Updating Extra Info In Place
Update a single vector’s payload without touching the vector itself:
if (index->CheckFeature(vsag::SUPPORT_UPDATE_EXTRA_INFO_CONCURRENT)) {
auto upd = vsag::Dataset::Make();
upd->NumElements(1)
->Ids(&id)
->ExtraInfos(buffer.data())
->ExtraInfoSize(extra_info_size)
->Owner(false);
index->UpdateExtraInfo(upd);
}
The dataset must contain exactly one element and the size must match.
In-Graph Filtering with Extra Info (HGraph)

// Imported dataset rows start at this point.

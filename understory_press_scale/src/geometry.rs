// Copyright 2025 the Understory Authors
// SPDX-License-Identifier: Apache-2.0 OR MIT

//! Conversion of an absolute push inset into a scale factor.

use kurbo::Size;

/// Returns the scale that pulls both edges of the element's dominant axis
/// inward by `size` device-independent units.
///
/// - `measured` is the element's measured size in pixels.
/// - `to_pixels` converts device-independent units to pixels (density scaling).
/// - A non-positive `size` returns `baseline_scale` unchanged.
/// - An inset larger than the dominant dimension, or an element with no
///   extent, returns `1.0`.
///
/// The dominant axis is the width when the element is wider than tall, and
/// the height otherwise.
///
/// ```
/// use kurbo::Size;
/// use understory_press_scale::scale_for_absolute_size;
///
/// // 10px inset on a 100px wide element: (100 - 2 * 10) / 100.
/// let scale = scale_for_absolute_size(Size::new(100.0, 50.0), 10.0, 1.0, |dp| dp);
/// assert!((scale - 0.8).abs() < 1e-9);
/// ```
#[must_use]
pub fn scale_for_absolute_size(
    measured: Size,
    size: f64,
    baseline_scale: f64,
    to_pixels: impl FnOnce(f64) -> f64,
) -> f64 {
    if size.is_nan() || size <= 0.0 {
        return baseline_scale;
    }
    let inset = to_pixels(size);
    let dominant = if measured.width > measured.height {
        measured.width
    } else {
        measured.height
    };
    if dominant <= 0.0 || inset > dominant {
        return 1.0;
    }
    (dominant - 2.0 * inset) / dominant
}

#[cfg(test)]
mod tests {
    use super::*;

    fn identity(px: f64) -> f64 {
        px
    }

    #[test]
    fn zero_size_keeps_baseline() {
        let scale = scale_for_absolute_size(Size::new(100.0, 50.0), 0.0, 0.7, identity);
        assert_eq!(scale, 0.7);
        let scale = scale_for_absolute_size(Size::new(100.0, 50.0), -4.0, 1.2, identity);
        assert_eq!(scale, 1.2);
    }

    #[test]
    fn oversized_inset_is_fully_expanded() {
        let scale = scale_for_absolute_size(Size::new(100.0, 50.0), 200.0, 1.0, identity);
        assert_eq!(scale, 1.0);
    }

    #[test]
    fn wide_element_uses_width() {
        let scale = scale_for_absolute_size(Size::new(100.0, 50.0), 10.0, 1.0, identity);
        assert!((scale - 0.8).abs() < 1e-9, "got {scale}");
    }

    #[test]
    fn tall_and_square_elements_use_height() {
        let tall = scale_for_absolute_size(Size::new(50.0, 200.0), 10.0, 1.0, identity);
        assert!((tall - 0.9).abs() < 1e-9, "got {tall}");
        let square = scale_for_absolute_size(Size::new(80.0, 80.0), 8.0, 1.0, identity);
        assert!((square - 0.8).abs() < 1e-9, "got {square}");
    }

    #[test]
    fn density_conversion_is_applied() {
        // 5dp at 2x density is a 10px inset.
        let scale = scale_for_absolute_size(Size::new(100.0, 50.0), 5.0, 1.0, |dp| dp * 2.0);
        assert!((scale - 0.8).abs() < 1e-9, "got {scale}");
    }

    #[test]
    fn unmeasured_element_is_fully_expanded() {
        let scale = scale_for_absolute_size(Size::ZERO, 10.0, 1.0, identity);
        assert_eq!(scale, 1.0);
    }

    #[test]
    fn inset_between_half_and_full_goes_negative() {
        // Not clamped.
        let scale = scale_for_absolute_size(Size::new(100.0, 50.0), 75.0, 1.0, identity);
        assert!((scale + 0.5).abs() < 1e-9, "got {scale}");
    }
}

Post-filtering can be wasteful when the filter prunes many candidates. HGraph can call your filter on each candidate’s extra_info bytes during graph traversal, so disqualified candidates never enter the result set.
-
Override the byte-buffer overload of
vsag::Filter:class CategoryFilter : public vsag::Filter { public: CategoryFilter(uint32_t lo, uint32_t hi) : lo_(lo), hi_(hi) {} bool CheckValid(int64_t /*id*/) const override { return true; } // unused on this path bool CheckValid(const char* data) const override { uint32_t category_id; std::memcpy(&category_id, data, sizeof(category_id)); return category_id >= lo_ && category_id <= hi_; } float ValidRatio() const override { return 0.5F; } private: uint32_t lo_, hi_; }; -
Enable
use_extra_info_filterinside thehgraphblock of the search parameters and pass the filter toKnnSearch:std::string search_params = R"({ "hgraph": { "ef_search": 100, "use_extra_info_filter": true } })"; auto filter = std::make_shared<CategoryFilter>(3, 7); auto result = index->KnnSearch(query, k, search_params, filter).value();
When use_extra_info_filter is true, HGraph dispatches to CheckValid(const char*) instead of
CheckValid(int64_t). You can guard with
index->CheckFeature(vsag::SUPPORT_KNN_SEARCH_WITH_EX_FILTER).
Capability Flags
| Flag | Meaning |
|---|---|
vsag::SUPPORT_GET_EXTRA_INFO_BY_ID | GetExtraInfoByIds is available. |
vsag::SUPPORT_UPDATE_EXTRA_INFO_CONCURRENT | UpdateExtraInfo is available and thread-safe. |
vsag::SUPPORT_KNN_SEARCH_WITH_EX_FILTER | use_extra_info_filter is available in search. |
Notes and Limitations
- The payload is opaque bytes; you are responsible for serialization/deserialization. The library
only
memcpys by offset. extra_info_sizeis fixed at build time and persisted in the serialized index.- Storage cost is
extra_info_size * num_elementsbytes, accounted intoEstimateMemory. - Keep the payload compact — it is loaded into memory and walked during in-graph filtering.
- The feature is currently C++ only; there is no Python binding for
extra_info.
Example
A complete, runnable example is available at
examples/cpp/320_feature_extra_info.cpp. It demonstrates building an HGraph index with
extra_info, retrieval by id, in-graph filtering, and in-place updates.